▸ **Recorded information**:
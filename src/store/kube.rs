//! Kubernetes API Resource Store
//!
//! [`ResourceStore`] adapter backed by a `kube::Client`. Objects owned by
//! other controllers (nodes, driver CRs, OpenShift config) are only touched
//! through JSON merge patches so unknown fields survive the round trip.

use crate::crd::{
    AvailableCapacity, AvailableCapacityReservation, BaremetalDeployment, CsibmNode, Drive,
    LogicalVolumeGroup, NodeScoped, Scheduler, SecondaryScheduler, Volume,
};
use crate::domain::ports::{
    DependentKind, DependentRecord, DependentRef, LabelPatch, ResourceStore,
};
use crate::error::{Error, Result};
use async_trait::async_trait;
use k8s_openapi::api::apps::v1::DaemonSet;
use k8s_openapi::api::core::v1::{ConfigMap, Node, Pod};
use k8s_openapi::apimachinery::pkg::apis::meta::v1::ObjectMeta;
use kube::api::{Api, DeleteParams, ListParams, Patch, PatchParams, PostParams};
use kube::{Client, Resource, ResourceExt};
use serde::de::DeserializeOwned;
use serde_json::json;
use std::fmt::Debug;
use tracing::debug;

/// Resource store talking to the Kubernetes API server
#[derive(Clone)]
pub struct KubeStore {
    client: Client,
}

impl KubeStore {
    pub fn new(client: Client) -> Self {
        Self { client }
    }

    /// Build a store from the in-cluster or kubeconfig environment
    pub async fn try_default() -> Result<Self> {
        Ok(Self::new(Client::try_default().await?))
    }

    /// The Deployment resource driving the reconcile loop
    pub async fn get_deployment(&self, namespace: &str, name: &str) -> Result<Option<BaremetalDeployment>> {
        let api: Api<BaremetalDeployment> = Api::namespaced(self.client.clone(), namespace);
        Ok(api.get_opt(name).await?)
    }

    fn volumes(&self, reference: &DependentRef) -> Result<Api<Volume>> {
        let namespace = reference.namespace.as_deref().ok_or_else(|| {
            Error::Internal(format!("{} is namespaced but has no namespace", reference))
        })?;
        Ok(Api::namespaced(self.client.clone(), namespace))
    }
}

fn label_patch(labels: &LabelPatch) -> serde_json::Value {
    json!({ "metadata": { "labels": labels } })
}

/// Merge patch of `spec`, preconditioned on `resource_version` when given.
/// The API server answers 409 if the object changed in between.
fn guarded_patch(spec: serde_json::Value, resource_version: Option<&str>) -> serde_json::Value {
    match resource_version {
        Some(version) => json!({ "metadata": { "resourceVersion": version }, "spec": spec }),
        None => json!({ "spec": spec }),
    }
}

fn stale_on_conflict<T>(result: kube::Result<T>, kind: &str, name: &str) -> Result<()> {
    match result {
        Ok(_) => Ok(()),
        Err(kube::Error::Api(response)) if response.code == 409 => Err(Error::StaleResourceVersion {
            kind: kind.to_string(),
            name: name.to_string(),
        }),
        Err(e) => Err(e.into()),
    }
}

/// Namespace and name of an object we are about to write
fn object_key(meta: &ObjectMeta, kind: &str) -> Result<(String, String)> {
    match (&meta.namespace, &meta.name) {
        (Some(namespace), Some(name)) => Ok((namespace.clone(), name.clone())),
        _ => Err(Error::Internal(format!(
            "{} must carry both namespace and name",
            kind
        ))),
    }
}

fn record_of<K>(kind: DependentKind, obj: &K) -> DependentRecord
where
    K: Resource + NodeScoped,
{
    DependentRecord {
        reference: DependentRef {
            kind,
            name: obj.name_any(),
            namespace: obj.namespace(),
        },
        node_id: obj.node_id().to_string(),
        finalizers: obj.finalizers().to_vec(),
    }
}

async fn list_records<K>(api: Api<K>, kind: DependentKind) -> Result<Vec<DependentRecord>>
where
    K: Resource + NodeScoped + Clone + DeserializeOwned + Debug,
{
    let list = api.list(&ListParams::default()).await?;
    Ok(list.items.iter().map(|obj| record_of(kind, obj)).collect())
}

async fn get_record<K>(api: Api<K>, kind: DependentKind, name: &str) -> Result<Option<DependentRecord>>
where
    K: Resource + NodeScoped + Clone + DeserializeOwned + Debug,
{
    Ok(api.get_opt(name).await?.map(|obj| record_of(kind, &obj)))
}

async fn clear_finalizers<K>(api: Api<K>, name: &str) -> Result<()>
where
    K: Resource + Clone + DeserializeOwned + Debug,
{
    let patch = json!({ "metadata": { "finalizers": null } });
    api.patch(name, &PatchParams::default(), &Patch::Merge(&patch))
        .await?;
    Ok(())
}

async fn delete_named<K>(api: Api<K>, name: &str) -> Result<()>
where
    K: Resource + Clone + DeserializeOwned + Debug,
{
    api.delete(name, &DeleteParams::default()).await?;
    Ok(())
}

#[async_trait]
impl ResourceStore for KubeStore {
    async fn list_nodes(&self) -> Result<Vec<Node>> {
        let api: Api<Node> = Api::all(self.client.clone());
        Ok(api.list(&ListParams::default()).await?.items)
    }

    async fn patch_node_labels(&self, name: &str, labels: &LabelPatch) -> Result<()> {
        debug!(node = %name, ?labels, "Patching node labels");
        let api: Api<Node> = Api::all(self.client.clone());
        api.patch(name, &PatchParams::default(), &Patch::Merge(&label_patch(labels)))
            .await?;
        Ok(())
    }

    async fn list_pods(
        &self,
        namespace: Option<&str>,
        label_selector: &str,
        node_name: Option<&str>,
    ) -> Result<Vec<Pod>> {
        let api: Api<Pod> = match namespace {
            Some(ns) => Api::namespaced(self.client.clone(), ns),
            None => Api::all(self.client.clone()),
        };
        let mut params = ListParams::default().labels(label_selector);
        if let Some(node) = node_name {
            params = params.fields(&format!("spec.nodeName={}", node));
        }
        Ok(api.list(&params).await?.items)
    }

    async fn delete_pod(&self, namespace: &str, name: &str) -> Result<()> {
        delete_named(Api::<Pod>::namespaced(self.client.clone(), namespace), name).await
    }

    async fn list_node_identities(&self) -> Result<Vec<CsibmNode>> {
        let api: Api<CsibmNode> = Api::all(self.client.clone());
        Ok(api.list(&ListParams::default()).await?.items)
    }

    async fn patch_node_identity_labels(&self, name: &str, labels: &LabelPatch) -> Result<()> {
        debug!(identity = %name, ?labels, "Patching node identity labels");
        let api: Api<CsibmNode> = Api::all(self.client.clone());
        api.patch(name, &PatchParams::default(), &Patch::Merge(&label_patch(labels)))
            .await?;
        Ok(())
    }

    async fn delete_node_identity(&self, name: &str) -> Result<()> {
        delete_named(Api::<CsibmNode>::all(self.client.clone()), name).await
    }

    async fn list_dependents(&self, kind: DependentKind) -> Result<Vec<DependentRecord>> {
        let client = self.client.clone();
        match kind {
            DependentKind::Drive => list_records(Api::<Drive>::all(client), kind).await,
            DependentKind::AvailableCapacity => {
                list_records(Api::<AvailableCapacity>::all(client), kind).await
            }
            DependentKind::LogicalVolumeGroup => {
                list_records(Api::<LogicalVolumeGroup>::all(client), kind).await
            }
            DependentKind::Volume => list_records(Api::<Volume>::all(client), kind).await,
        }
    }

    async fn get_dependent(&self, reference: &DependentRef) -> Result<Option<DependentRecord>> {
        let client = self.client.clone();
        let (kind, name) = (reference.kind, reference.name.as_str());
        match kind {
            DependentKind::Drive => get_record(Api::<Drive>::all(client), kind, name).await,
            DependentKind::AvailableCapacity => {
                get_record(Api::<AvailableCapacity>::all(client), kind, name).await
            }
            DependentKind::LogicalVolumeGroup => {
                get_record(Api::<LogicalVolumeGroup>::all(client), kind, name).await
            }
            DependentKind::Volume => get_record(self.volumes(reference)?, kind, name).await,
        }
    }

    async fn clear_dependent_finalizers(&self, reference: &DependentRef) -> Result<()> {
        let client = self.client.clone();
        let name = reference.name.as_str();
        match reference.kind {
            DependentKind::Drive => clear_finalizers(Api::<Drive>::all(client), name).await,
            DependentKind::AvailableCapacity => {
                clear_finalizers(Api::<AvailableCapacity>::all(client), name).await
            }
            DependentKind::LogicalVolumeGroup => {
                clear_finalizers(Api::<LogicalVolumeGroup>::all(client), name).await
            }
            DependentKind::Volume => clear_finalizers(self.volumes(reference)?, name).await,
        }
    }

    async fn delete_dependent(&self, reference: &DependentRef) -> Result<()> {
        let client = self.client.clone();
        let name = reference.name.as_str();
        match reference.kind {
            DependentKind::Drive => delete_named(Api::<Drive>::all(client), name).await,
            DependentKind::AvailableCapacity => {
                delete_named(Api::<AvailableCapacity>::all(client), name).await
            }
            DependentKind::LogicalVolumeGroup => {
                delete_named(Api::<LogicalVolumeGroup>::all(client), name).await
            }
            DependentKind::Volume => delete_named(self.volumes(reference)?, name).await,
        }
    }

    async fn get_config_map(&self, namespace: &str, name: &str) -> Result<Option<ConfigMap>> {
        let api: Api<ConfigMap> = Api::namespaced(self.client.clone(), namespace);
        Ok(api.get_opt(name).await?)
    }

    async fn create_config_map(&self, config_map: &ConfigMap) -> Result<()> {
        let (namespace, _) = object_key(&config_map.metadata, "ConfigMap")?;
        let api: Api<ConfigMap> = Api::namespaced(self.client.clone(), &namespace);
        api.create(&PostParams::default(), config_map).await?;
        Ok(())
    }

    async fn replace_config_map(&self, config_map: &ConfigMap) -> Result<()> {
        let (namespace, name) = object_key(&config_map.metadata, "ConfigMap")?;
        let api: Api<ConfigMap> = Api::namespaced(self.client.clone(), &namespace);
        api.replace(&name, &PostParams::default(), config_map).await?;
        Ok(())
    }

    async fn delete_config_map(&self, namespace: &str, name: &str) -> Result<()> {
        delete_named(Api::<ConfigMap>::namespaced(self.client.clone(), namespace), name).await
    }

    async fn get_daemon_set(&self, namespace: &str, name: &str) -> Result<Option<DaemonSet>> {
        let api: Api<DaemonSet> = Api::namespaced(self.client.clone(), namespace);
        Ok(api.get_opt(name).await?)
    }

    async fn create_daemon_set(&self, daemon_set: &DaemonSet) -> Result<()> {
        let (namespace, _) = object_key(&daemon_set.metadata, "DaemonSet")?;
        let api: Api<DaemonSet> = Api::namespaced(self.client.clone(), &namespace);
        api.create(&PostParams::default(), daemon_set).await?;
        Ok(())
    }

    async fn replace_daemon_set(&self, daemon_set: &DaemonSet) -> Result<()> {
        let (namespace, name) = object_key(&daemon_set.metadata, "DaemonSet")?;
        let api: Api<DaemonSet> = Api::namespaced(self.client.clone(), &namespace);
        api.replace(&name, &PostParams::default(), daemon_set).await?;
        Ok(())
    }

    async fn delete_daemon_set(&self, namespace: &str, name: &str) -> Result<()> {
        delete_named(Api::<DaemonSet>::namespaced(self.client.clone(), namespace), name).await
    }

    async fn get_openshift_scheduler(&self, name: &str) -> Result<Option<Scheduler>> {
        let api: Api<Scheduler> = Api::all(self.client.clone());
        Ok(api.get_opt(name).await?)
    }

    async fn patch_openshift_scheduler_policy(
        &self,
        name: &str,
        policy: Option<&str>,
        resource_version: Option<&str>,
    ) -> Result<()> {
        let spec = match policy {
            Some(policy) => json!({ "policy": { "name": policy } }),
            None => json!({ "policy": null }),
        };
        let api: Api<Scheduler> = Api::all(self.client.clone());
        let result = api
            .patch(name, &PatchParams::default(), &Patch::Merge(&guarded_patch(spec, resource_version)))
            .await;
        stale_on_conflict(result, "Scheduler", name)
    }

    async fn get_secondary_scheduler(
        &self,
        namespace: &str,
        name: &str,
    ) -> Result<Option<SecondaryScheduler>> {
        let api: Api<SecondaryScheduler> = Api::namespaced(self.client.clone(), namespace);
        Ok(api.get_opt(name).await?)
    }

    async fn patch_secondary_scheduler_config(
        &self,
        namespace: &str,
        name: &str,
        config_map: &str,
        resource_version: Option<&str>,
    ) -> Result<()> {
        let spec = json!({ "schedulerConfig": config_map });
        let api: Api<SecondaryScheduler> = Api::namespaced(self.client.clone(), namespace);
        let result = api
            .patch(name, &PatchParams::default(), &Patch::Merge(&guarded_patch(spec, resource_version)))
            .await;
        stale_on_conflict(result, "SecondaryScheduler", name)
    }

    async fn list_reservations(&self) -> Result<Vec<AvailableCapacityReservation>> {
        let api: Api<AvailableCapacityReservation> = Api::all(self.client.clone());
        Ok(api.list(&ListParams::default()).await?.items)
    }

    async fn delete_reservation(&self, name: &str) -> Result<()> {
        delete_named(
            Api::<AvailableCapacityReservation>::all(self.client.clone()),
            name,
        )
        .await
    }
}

▸ **The problem**: Pull out each line of the records holding the string "BaremetalDeployment".

▸ **Answer space**:
    AvailableCapacity, AvailableCapacityReservation, BaremetalDeployment, CsibmNode, Drive,
    pub async fn get_deployment(&self, namespace: &str, name: &str) -> Result<Option<BaremetalDeployment>> {
        let api: Api<BaremetalDeployment> = Api::namespaced(self.client.clone(), namespace);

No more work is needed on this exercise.